As palavras são boas. As palavras são más. As palavras ofendem. As
palavras pedem desculpa. As palavras queimam. As palavras acariciam. As
palavras são dadas, trocadas, oferecidas, vendidas e inventadas. As
palavras estão ausentes. Algumas palavras sugam-nos, não nos largam: são
como carraças: vêm nos livros, nos jornais, nos
slogans publicitários,
nas legendas dos filmes, nas cartas e nos cartazes. As palavras
aconselham, sugerem, insinuam, ordenam, impõem, segregam, eliminam. São
melífluas ou azedas.
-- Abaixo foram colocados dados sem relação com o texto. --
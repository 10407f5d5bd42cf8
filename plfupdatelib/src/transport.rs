use std::{
    fmt,
    future::Future,
    io,
    path::Path,
    str::FromStr,
};

use thiserror::Error;

#[derive(Debug, Error)]
pub enum TransportError {
    #[error("Transfer was cancelled")]
    Cancelled,
    #[error("Could not connect to {host}:{port}: {reason}")]
    Connect {
        host: String,
        port: u16,
        reason: String,
    },
    #[error("Expected HTTP success, but got HTTP {0}")]
    Status(u16),
    #[error("HTTP request error: {0}")]
    Request(#[from] reqwest::Error),
    #[error("I/O error: {0}")]
    Io(#[from] io::Error),
}

impl TransportError {
    /// Whether the failure was caused by [`Connection::cancel`] rather than by
    /// the network.
    pub fn is_cancelled(&self) -> bool {
        matches!(self, Self::Cancelled)
    }
}

/// Body of a small request/response exchange.
#[derive(Clone, Debug, Default, Eq, PartialEq)]
pub struct Payload {
    pub data: Vec<u8>,
    /// Size announced by the server, if any
    pub declared_len: Option<u64>,
}

/// Callback receiving `(transferred bytes, total bytes)` during a transfer.
/// The total is unknown if the peer did not announce it.
pub type ByteProgress<'a> = &'a mut (dyn FnMut(u64, Option<u64>) + Send);

/// A live session with a single host. All methods may be called concurrently
/// from different threads; in particular [`Self::cancel`] must make any
/// in-flight call return [`TransportError::Cancelled`] promptly.
pub trait Connection: Send + Sync + 'static {
    /// Fetch a small resource into memory.
    fn get(&self, path: &str) -> impl Future<Output = Result<Payload, TransportError>> + Send;

    /// Fetch a resource into `dest`, creating or truncating it. Returns the
    /// number of bytes written.
    fn download(
        &self,
        path: &str,
        dest: &Path,
        progress: ByteProgress<'_>,
    ) -> impl Future<Output = Result<u64, TransportError>> + Send;

    /// Send the file at `local` to the peer under `remote_name`. Returns the
    /// number of bytes sent.
    fn upload(
        &self,
        local: &Path,
        remote_name: &str,
        progress: ByteProgress<'_>,
    ) -> impl Future<Output = Result<u64, TransportError>> + Send;

    /// Abort in-flight and future calls on this connection. Calling this more
    /// than once is harmless.
    fn cancel(&self) -> Result<(), TransportError>;
}

pub trait Transport: Send + Sync + 'static {
    type Connection: Connection;

    /// Open a session with `host`. Only bookkeeping happens here; no call in
    /// this method may block on the network for long, since it runs with a
    /// phase lock held.
    fn connect(&self, host: &str, port: u16, secure: bool) -> Result<Self::Connection, TransportError>;
}

/// Host, port, and scheme of a peer.
#[derive(Clone, Debug, Eq, PartialEq)]
pub struct Endpoint {
    pub host: String,
    pub port: u16,
    pub secure: bool,
}

impl Endpoint {
    pub fn new(host: &str, port: u16) -> Self {
        Self {
            host: host.to_owned(),
            port,
            secure: false,
        }
    }
}

impl fmt::Display for Endpoint {
    fn fmt(&self, f: &mut fmt::Formatter<'_>) -> fmt::Result {
        write!(f, "{}:{}", self.host, self.port)
    }
}

/// Parses `<host>[:<port>]`. The port defaults to 80.
impl FromStr for Endpoint {
    type Err = ParseEndpointError;

    fn from_str(s: &str) -> Result<Self, Self::Err> {
        let (host, port) = match s.rsplit_once(':') {
            Some((h, p)) => (h, p.parse().map_err(|_| ParseEndpointError::InvalidPort(p.to_owned()))?),
            None => (s, 80),
        };

        if host.is_empty() || host.contains('/') {
            return Err(ParseEndpointError::InvalidHost(host.to_owned()));
        }

        Ok(Self::new(host, port))
    }
}

#[derive(Debug, Error)]
pub enum ParseEndpointError {
    #[error("Invalid host: {0:?}")]
    InvalidHost(String),
    #[error("Invalid port: {0:?}")]
    InvalidPort(String),
}

#[cfg(test)]
mod tests {
    use assert_matches::assert_matches;

    use super::*;

    #[test]
    fn test_parse_endpoint() {
        assert_matches!("192.168.42.1:8080".parse::<Endpoint>(),
                        Ok(e) if e == Endpoint::new("192.168.42.1", 8080));
        assert_matches!("device.local".parse::<Endpoint>(),
                        Ok(e) if e == Endpoint::new("device.local", 80));
        assert_matches!("host:port".parse::<Endpoint>(),
                        Err(ParseEndpointError::InvalidPort(_)));
        assert_matches!(":21".parse::<Endpoint>(),
                        Err(ParseEndpointError::InvalidHost(_)));
    }

    #[test]
    fn test_cancel_flavour() {
        assert!(TransportError::Cancelled.is_cancelled());
        assert!(!TransportError::Status(404).is_cancelled());
    }
}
O mundo gira sobre palavras lubrificadas com óleo
de paciência. Os cérebros estão cheios de palavras que vivem em boa paz
com as suas contrárias e inimigas. Por isso as pessoas fazem o contrário
do que pensam, julgando pensar o que fazem. Há muitas palavras.
E
há os discursos, que são palavras encostadas umas às outras, em
equilíbrio instável graças a uma precária sintaxe, até ao prego final do
Disse ou Tenho dito. Com discursos se comemora, se inaugura, se abrem e
fecham sessões, se lançam cortinas de fumo ou dispõem bambinelas de
veludo. São brindes, orações, palestras e conferências. Pelos discursos
se transmitem louvores, agradecimentos, programas e fantasias. E depois
as palavras dos discursos aparecem deitadas em papéis, são pintadas de
tinta de impressão - e por essa via entram na imortalidade do Verbo. Ao
lado de Sócrates, o presidente da junta afixa o discurso que abriu a
torneira do marco fontanário. E as palavras escorrem tão fluidas como o
«precioso líquido». Escorrem interminavelmente, alagam o chão, sobem aos
joelhos, chegam à cintura, aos ombros, ao pescoço. É o dilúvio
universal, um coro desafinado que jorra de milhões de bocas. A terra
segue o seu caminho envolta num clamor de loucos, aos gritos, aos uivos,
envolta também num murmúrio manso, represo e conciliador. Há de tudo no
orfeão: tenores e tenorinos, baixos cantantes, sopranos de dó de peito
fácil, barítonos enchumaçados, contraltos de voz-surpresa. Nos
intervalos, ouve-se o ponto. E tudo isto atordoa as estrelas e perturba
as comunicações, como as tempestades solares.
Porque as palavras
deixaram de comunicar. Cada palavra é dita para que não se oiça outra
palavra. A palavra, mesmo quando não afirma, afirma-se. A palavra não
responde nem pergunta: amassa. A palavra é erva fresca e verde que cobre
os dentes do pântano. A palavra é poeira nos olhos e olhos furados. A
palavra não mostra. A palavra disfarça.
Daí que seja urgente
mondar as palavras para que a sementeira se mude em seara. Daí que as
palavras sejam instrumento de morte – ou de salvação. Daí que a palavra
só valha o que valer o silêncio do acto.
Há também o silêncio. O
silêncio, por definição, é o que não se ouve. O silêncio escuta,
examina, observa, pesa e analisa. O silêncio é fecundo. O silêncio é a
terra negra e fértil, o húmus do ser, a melodia calada sob a luz solar.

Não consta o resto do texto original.